-- WORK TASK --
Every entry must be output exactly as it was written.

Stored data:

>>>>

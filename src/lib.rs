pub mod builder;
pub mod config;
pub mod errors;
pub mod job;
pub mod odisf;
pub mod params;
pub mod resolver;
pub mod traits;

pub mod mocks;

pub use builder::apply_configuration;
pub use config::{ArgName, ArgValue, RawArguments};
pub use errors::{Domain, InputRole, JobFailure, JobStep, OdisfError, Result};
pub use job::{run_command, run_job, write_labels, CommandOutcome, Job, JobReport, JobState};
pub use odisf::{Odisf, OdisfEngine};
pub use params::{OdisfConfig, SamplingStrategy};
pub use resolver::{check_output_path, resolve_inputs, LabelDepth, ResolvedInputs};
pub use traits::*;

<<<<

-- SOLUTION --
filename src/lib.rs
pub mod builder;
pub mod config;
pub mod errors;
pub mod job;
pub mod odisf;
pub mod params;
pub mod resolver;
pub mod traits;

pub mod mocks;

pub use builder::apply_configuration;
pub use config::{ArgName, ArgValue, RawArguments};
pub use errors::{Domain, InputRole, JobFailure, JobStep, OdisfError, Result};
pub use job::{run_command, run_job, write_labels, CommandOutcome, Job, JobReport, JobState};
pub use odisf::{Odisf, OdisfEngine};
pub use params::{OdisfConfig, SamplingStrategy};
pub use resolver::{check_output_path, resolve_inputs, LabelDepth, ResolvedInputs};
pub use traits::*;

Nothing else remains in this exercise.